I am a woman traveling alone. The sexuality that society has condoned for me is that of being a sexual object, one to which it is ok for men to jeer and catcall on the street; one in which while dancing, a man thinks it is ok to reach up and grab both my breasts (I’m assuming he thought my allowing him to bump himself against me meant I was one big “YES”); one in which a man with whom I spent very little time thinks it’s ok to ask me if I’ve “cheated” on him; one in which the most common question I receive is “are you married?” or “do you have a boyfriend” or most importantly “why not?” because that is what is expected of me. The fact that I might be my own sexual actor, in which I make my own decisions about when and with whom I sleep, is not to be considered. The archetype of the Latino male is one I and everyone I know is familiar with: macho, virile, romantic, fertile as fuck. The archetype available to me from the current material is not quite so… debonair.

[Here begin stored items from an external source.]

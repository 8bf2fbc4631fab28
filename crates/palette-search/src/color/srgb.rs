//! 8-bit sRGB color type
//!
//! sRGB is the encoding palette files are written in. Every palette entry
//! passes through this form once on its way to [`LinearColor`].

use super::linear::LinearColor;
use super::lut::linear_to_srgb;

/// A color in 8-bit-per-channel sRGB encoding, with straight alpha.
///
/// This is the byte form used by palette files and by the XYZ/CIELUV
/// conversions, which operate on gamma-encoded bytes.
#[derive(Debug, Clone, Copy, PartialEq, Eq, Hash)]
pub struct Srgb {
    /// Red channel (gamma-encoded)
    pub r: u8,
    /// Green channel (gamma-encoded)
    pub g: u8,
    /// Blue channel (gamma-encoded)
    pub b: u8,
    /// Alpha channel (linear coverage)
    pub a: u8,
}

impl Srgb {
    /// Create an opaque sRGB color.
    ///
    /// # Example
    /// ```
    /// use palette_search::Srgb;
    /// let red = Srgb::new(255, 0, 0);
    /// assert_eq!(red.a, 255);
    /// ```
    #[inline]
    pub fn new(r: u8, g: u8, b: u8) -> Self {
        Self { r, g, b, a: 255 }
    }

    /// Create an sRGB color with an explicit alpha.
    #[inline]
    pub fn with_alpha(r: u8, g: u8, b: u8, a: u8) -> Self {
        Self { r, g, b, a }
    }

    /// Create an opaque color from a byte array [R, G, B].
    #[inline]
    pub fn from_bytes(bytes: [u8; 3]) -> Self {
        Self::new(bytes[0], bytes[1], bytes[2])
    }

    /// Convert to a byte array [R, G, B], dropping alpha.
    #[inline]
    pub fn to_bytes(self) -> [u8; 3] {
        [self.r, self.g, self.b]
    }

    /// Render as `#RRGGBB`, or `#RRGGBBAA` when the color is not opaque.
    ///
    /// # Example
    /// ```
    /// use palette_search::Srgb;
    /// assert_eq!(Srgb::new(255, 128, 0).to_hex(), "#FF8000");
    /// assert_eq!(Srgb::with_alpha(0, 0, 0, 0).to_hex(), "#00000000");
    /// ```
    pub fn to_hex(self) -> String {
        if self.a == 255 {
            format!("#{:02X}{:02X}{:02X}", self.r, self.g, self.b)
        } else {
            format!("#{:02X}{:02X}{:02X}{:02X}", self.r, self.g, self.b, self.a)
        }
    }
}

/// Quantize a 0.0..=1.0 value to a byte, rounding to nearest.
#[inline]
fn quantize(value: f32) -> u8 {
    (value * 255.0).round().clamp(0.0, 255.0) as u8
}

impl From<LinearColor> for Srgb {
    /// Gamma-encode a linear color and round each channel to 8 bits.
    ///
    /// Channels outside 0.0..=1.0 saturate.
    fn from(linear: LinearColor) -> Self {
        Self {
            r: quantize(linear_to_srgb(linear.r)),
            g: quantize(linear_to_srgb(linear.g)),
            b: quantize(linear_to_srgb(linear.b)),
            a: quantize(if linear.a.is_nan() { 0.0 } else { linear.a }),
        }
    }
}
//! Palette types and file parsing
//!
//! A [`Palette`] is read from one file. The format is sniffed from the first
//! line of content (never from the extension) by [`PaletteFormat::detect`],
//! then the matching line or byte parser fills the palette.

mod error;
mod format;
mod load;
mod palette;
mod parse;

pub use error::PaletteError;
pub use format::PaletteFormat;
pub use load::{load_palette, palette_name_from_path};
pub use palette::Palette;
pub use parse::parse_palette;
//! Linear RGBA color type
//!
//! `LinearColor` is the working representation of a palette entry. Palette
//! equality and the RGB search space both operate on these values.

use super::lut::srgb8_to_linear;
use super::srgb::Srgb;

/// A color in linear RGB with straight alpha.
///
/// Channels are typically in 0.0..=1.0 but are never clamped; conversions
/// that need bytes saturate at that point instead.
#[derive(Debug, Clone, Copy, PartialEq, Default)]
pub struct LinearColor {
    /// Red channel (linear light intensity)
    pub r: f32,
    /// Green channel (linear light intensity)
    pub g: f32,
    /// Blue channel (linear light intensity)
    pub b: f32,
    /// Alpha channel
    pub a: f32,
}

impl LinearColor {
    /// Fully transparent black. Also the failure sentinel of
    /// [`hex_to_color`](crate::hex_to_color).
    pub const TRANSPARENT: Self = Self::new(0.0, 0.0, 0.0, 0.0);

    /// Opaque black.
    pub const BLACK: Self = Self::new(0.0, 0.0, 0.0, 1.0);

    /// Opaque white.
    pub const WHITE: Self = Self::new(1.0, 1.0, 1.0, 1.0);

    /// Create a color from linear channel values.
    #[inline]
    pub const fn new(r: f32, g: f32, b: f32, a: f32) -> Self {
        Self { r, g, b, a }
    }

    /// Create an opaque color from linear channel values.
    #[inline]
    pub const fn rgb(r: f32, g: f32, b: f32) -> Self {
        Self::new(r, g, b, 1.0)
    }

    /// Returns true when alpha is zero.
    #[inline]
    pub fn is_transparent(&self) -> bool {
        self.a == 0.0
    }
}

impl From<Srgb> for LinearColor {
    /// Decode sRGB bytes through the gamma lookup table. Alpha is linear.
    fn from(srgb: Srgb) -> Self {
        Self {
            r: srgb8_to_linear(srgb.r),
            g: srgb8_to_linear(srgb.g),
            b: srgb8_to_linear(srgb.b),
            a: srgb.a as f32 / 255.0,
        }
    }
}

That’s why I’m writing this. We need to move forward, not backward (I’m talking to you, especially, you American politicians who claim to represent me). It’s so far past time for women to be afforded the equal rights to everything, including sexual independence, as men that it’s not even laughable, it’s downright pathetic. I’m tired of keeping quiet about who I am and what I believe when it comes to sex because instinctually I know that I will be judged for it according to other people’s prejudices. There comes a time in everyone’s life when you have to accept that people will judge you no matter what you do or what face you try to put on to fit in. You will be judged. It isn’t fair, but that’s the way it is. So there’s a choice you have to make: are you going to let other people tell you how, where, when, and to what degree you can be sexual?

I think it’s time we start a new canon of female archetypes, although, granted, it’s not so easy for a woman to leave children like breadcrumbs stretching away behind her. Regardless, we as women need to remember that we are the hero of our own story, we aren’t some damsel in distress, and we do not need to be rescued from our own sexuality.